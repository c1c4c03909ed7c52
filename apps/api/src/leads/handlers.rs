use axum::{body::Bytes, extract::State, Json};
use serde::Deserialize;
use serde_json::{json, Value};

use crate::errors::AppError;
use crate::leads::is_valid_email;
use crate::routes::parse_json_body;
use crate::state::AppState;

#[derive(Debug, Default, Deserialize)]
pub struct LeadRequest {
    #[serde(default)]
    pub email: Option<String>,
    #[serde(default)]
    pub source: Option<String>,
}

/// POST /api/lead
pub async fn handle_lead(
    State(state): State<AppState>,
    body: Bytes,
) -> Result<Json<Value>, AppError> {
    let request: LeadRequest = parse_json_body(&body)
        .map_err(|e| AppError::Internal(anyhow::anyhow!("Invalid lead body: {e}")))?;

    let email = request.email.as_deref().unwrap_or_default().trim();
    if email.is_empty() || !is_valid_email(email) {
        return Err(AppError::Validation("Invalid email".to_string()));
    }

    state
        .leads
        .append(email, request.source.as_deref())
        .await?;

    Ok(Json(json!({ "ok": true })))
}
use std::sync::Arc;

use crate::config::Config;
use crate::critique::ResumeCritic;
use crate::leads::LeadStore;
use crate::readiness::perturbation::UniformSource;
use crate::readiness::taxonomy::Taxonomy;

/// Shared application state injected into all route handlers via Axum extractors.
#[derive(Clone)]
pub struct AppState {
    pub config: Config,
    /// Keyword taxonomy, built once at startup. Read-only.
    pub taxonomy: Arc<Taxonomy>,
    /// Random source for the displayed-score perturbation.
    pub jitter: Arc<dyn UniformSource>,
    /// Pluggable critic. `None` when no LLM key is configured.
    pub critic: Option<Arc<dyn ResumeCritic>>,
    pub leads: Arc<LeadStore>,
}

TRY IT
Set the listing down again in full, exactly as it was given.

FINISHED TASK
repository c1c4c03909ed7c52
filename apps/api/src/leads/handlers.rs
use axum::{body::Bytes, extract::State, Json};
use serde::Deserialize;
use serde_json::{json, Value};

use crate::errors::AppError;
use crate::leads::is_valid_email;
use crate::routes::parse_json_body;
use crate::state::AppState;

#[derive(Debug, Default, Deserialize)]
pub struct LeadRequest {
    #[serde(default)]
    pub email: Option<String>,
    #[serde(default)]
    pub source: Option<String>,
}

/// POST /api/lead
pub async fn handle_lead(
    State(state): State<AppState>,
    body: Bytes,
) -> Result<Json<Value>, AppError> {
    let request: LeadRequest = parse_json_body(&body)
        .map_err(|e| AppError::Internal(anyhow::anyhow!("Invalid lead body: {e}")))?;

    let email = request.email.as_deref().unwrap_or_default().trim();
    if email.is_empty() || !is_valid_email(email) {
        return Err(AppError::Validation("Invalid email".to_string()));
    }

    state
        .leads
        .append(email, request.source.as_deref())
        .await?;

    Ok(Json(json!({ "ok": true })))
}
use std::sync::Arc;

use crate::config::Config;
use crate::critique::ResumeCritic;
use crate::leads::LeadStore;
use crate::readiness::perturbation::UniformSource;
use crate::readiness::taxonomy::Taxonomy;

/// Shared application state injected into all route handlers via Axum extractors.
#[derive(Clone)]
pub struct AppState {
    pub config: Config,
    /// Keyword taxonomy, built once at startup. Read-only.
    pub taxonomy: Arc<Taxonomy>,
    /// Random source for the displayed-score perturbation.
    pub jitter: Arc<dyn UniformSource>,
    /// Pluggable critic. `None` when no LLM key is configured.
    pub critic: Option<Arc<dyn ResumeCritic>>,
    pub leads: Arc<LeadStore>,
}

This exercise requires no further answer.